* What is expected
Every line of the data is to be reproduced exactly.

* Data
+++++

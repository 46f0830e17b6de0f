//! In-place color depth reduction.

use tracing::debug;

use crate::retrieval::common::error::{Result, RetrievalError};
use crate::retrieval::raster::types::RasterImage;

/// Reduces every channel of `image` to `target_bits` by right-shifting
/// away the low-order precision, merging nearby colors into one value.
///
/// The shift amount is computed from the image's current effective depth,
/// and the effective depth is updated on success, so a subsequent
/// reduction shifts relative to the depth the samples actually occupy.
/// Reducing to the current depth is a no-op; a target of zero or wider
/// than the current depth fails with `InvalidDepth`.
pub fn reduce_depth(image: &mut RasterImage, target_bits: u32) -> Result<()> {
    if target_bits == 0 || target_bits > image.effective_bits {
        return Err(RetrievalError::InvalidDepth {
            current: image.effective_bits,
            target: target_bits,
        });
    }

    let shift = image.effective_bits - target_bits;
    if shift == 0 {
        return Ok(());
    }

    for pixel in &mut image.pixels {
        for channel in pixel.iter_mut() {
            *channel >>= shift;
        }
    }
    image.effective_bits = target_bits;

    debug!("Reduced channels to {} bits (shift {})", target_bits, shift);
    Ok(())
}
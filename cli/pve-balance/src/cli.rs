//! Command line arguments.

use std::path::PathBuf;

use clap::Parser;
use tracing::level_filters::LevelFilter;

use crate::output::OutputFormat;

/// Balance VMs in a Proxmox Virtual Environment cluster.
#[derive(Debug, Parser)]
#[command(name = "pve-balance")]
#[command(author, version, about, long_about = None)]
pub struct Cli {
    /// Proxmox VE host to connect to.
    pub host: String,

    /// Exclude these cluster nodes from the target calculations.
    ///
    /// All VMs are migrated off excluded nodes and none are migrated onto
    /// them.
    #[arg(long, value_name = "NODE")]
    pub exclude: Vec<String>,

    /// Just calculate the migrations, but don't execute them.
    #[arg(long)]
    pub dry: bool,

    /// Wait for all migrations to finish before exiting.
    #[arg(long)]
    pub wait: bool,

    /// Log level (trace, debug, info, warning, error or a numeric level).
    #[arg(long, value_name = "LEVEL", value_parser = parse_log_level)]
    pub loglevel: Option<LevelFilter>,

    /// Config file to use instead of searching the default locations.
    #[arg(long, value_name = "PATH", env = "PVE_BALANCE_CONFIG")]
    pub config: Option<PathBuf>,

    /// Convergence tolerance in bytes (overrides the config file).
    #[arg(long, value_name = "BYTES")]
    pub threshold: Option<u64>,

    /// Output format for the plan.
    #[arg(long, value_enum, default_value_t = OutputFormat::Table)]
    pub format: OutputFormat,
}

/// Parse a level name or a numeric level as used by syslog-style tools
/// (10 = debug ... 50 = critical).
pub fn parse_log_level(level: &str) -> Result<LevelFilter, String> {
    let filter = match level.trim().to_ascii_lowercase().as_str() {
        "off" => LevelFilter::OFF,
        "trace" => LevelFilter::TRACE,
        "debug" => LevelFilter::DEBUG,
        "info" => LevelFilter::INFO,
        "warn" | "warning" => LevelFilter::WARN,
        "error" | "critical" | "fatal" => LevelFilter::ERROR,
        other => match other.parse::<u32>() {
            Ok(0..=9) => LevelFilter::TRACE,
            Ok(10..=19) => LevelFilter::DEBUG,
            Ok(20..=29) => LevelFilter::INFO,
            Ok(30..=39) => LevelFilter::WARN,
            Ok(_) => LevelFilter::ERROR,
            Err(_) => return Err(format!("{level} is not a valid loglevel")),
        },
    };
    Ok(filter)
}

+++++

* Task solution
repository 46f0830e17b6de0f
//! In-place color depth reduction.

use tracing::debug;

use crate::retrieval::common::error::{Result, RetrievalError};
use crate::retrieval::raster::types::RasterImage;

/// Reduces every channel of `image` to `target_bits` by right-shifting
/// away the low-order precision, merging nearby colors into one value.
///
/// The shift amount is computed from the image's current effective depth,
/// and the effective depth is updated on success, so a subsequent
/// reduction shifts relative to the depth the samples actually occupy.
/// Reducing to the current depth is a no-op; a target of zero or wider
/// than the current depth fails with `InvalidDepth`.
pub fn reduce_depth(image: &mut RasterImage, target_bits: u32) -> Result<()> {
    if target_bits == 0 || target_bits > image.effective_bits {
        return Err(RetrievalError::InvalidDepth {
            current: image.effective_bits,
            target: target_bits,
        });
    }

    let shift = image.effective_bits - target_bits;
    if shift == 0 {
        return Ok(());
    }

    for pixel in &mut image.pixels {
        for channel in pixel.iter_mut() {
            *channel >>= shift;
        }
    }
    image.effective_bits = target_bits;

    debug!("Reduced channels to {} bits (shift {})", target_bits, shift);
    Ok(())
}
filename cli/pve-balance/src/cli.rs
//! Command line arguments.

use std::path::PathBuf;

use clap::Parser;
use tracing::level_filters::LevelFilter;

use crate::output::OutputFormat;

/// Balance VMs in a Proxmox Virtual Environment cluster.
#[derive(Debug, Parser)]
#[command(name = "pve-balance")]
#[command(author, version, about, long_about = None)]
pub struct Cli {
    /// Proxmox VE host to connect to.
    pub host: String,

    /// Exclude these cluster nodes from the target calculations.
    ///
    /// All VMs are migrated off excluded nodes and none are migrated onto
    /// them.
    #[arg(long, value_name = "NODE")]
    pub exclude: Vec<String>,

    /// Just calculate the migrations, but don't execute them.
    #[arg(long)]
    pub dry: bool,

    /// Wait for all migrations to finish before exiting.
    #[arg(long)]
    pub wait: bool,

    /// Log level (trace, debug, info, warning, error or a numeric level).
    #[arg(long, value_name = "LEVEL", value_parser = parse_log_level)]
    pub loglevel: Option<LevelFilter>,

    /// Config file to use instead of searching the default locations.
    #[arg(long, value_name = "PATH", env = "PVE_BALANCE_CONFIG")]
    pub config: Option<PathBuf>,

    /// Convergence tolerance in bytes (overrides the config file).
    #[arg(long, value_name = "BYTES")]
    pub threshold: Option<u64>,

    /// Output format for the plan.
    #[arg(long, value_enum, default_value_t = OutputFormat::Table)]
    pub format: OutputFormat,
}

/// Parse a level name or a numeric level as used by syslog-style tools
/// (10 = debug ... 50 = critical).
pub fn parse_log_level(level: &str) -> Result<LevelFilter, String> {
    let filter = match level.trim().to_ascii_lowercase().as_str() {
        "off" => LevelFilter::OFF,
        "trace" => LevelFilter::TRACE,
        "debug" => LevelFilter::DEBUG,
        "info" => LevelFilter::INFO,
        "warn" | "warning" => LevelFilter::WARN,
        "error" | "critical" | "fatal" => LevelFilter::ERROR,
        other => match other.parse::<u32>() {
            Ok(0..=9) => LevelFilter::TRACE,
            Ok(10..=19) => LevelFilter::DEBUG,
            Ok(20..=29) => LevelFilter::INFO,
            Ok(30..=39) => LevelFilter::WARN,
            Ok(_) => LevelFilter::ERROR,
            Err(_) => return Err(format!("{level} is not a valid loglevel")),
        },
    };
    Ok(filter)
}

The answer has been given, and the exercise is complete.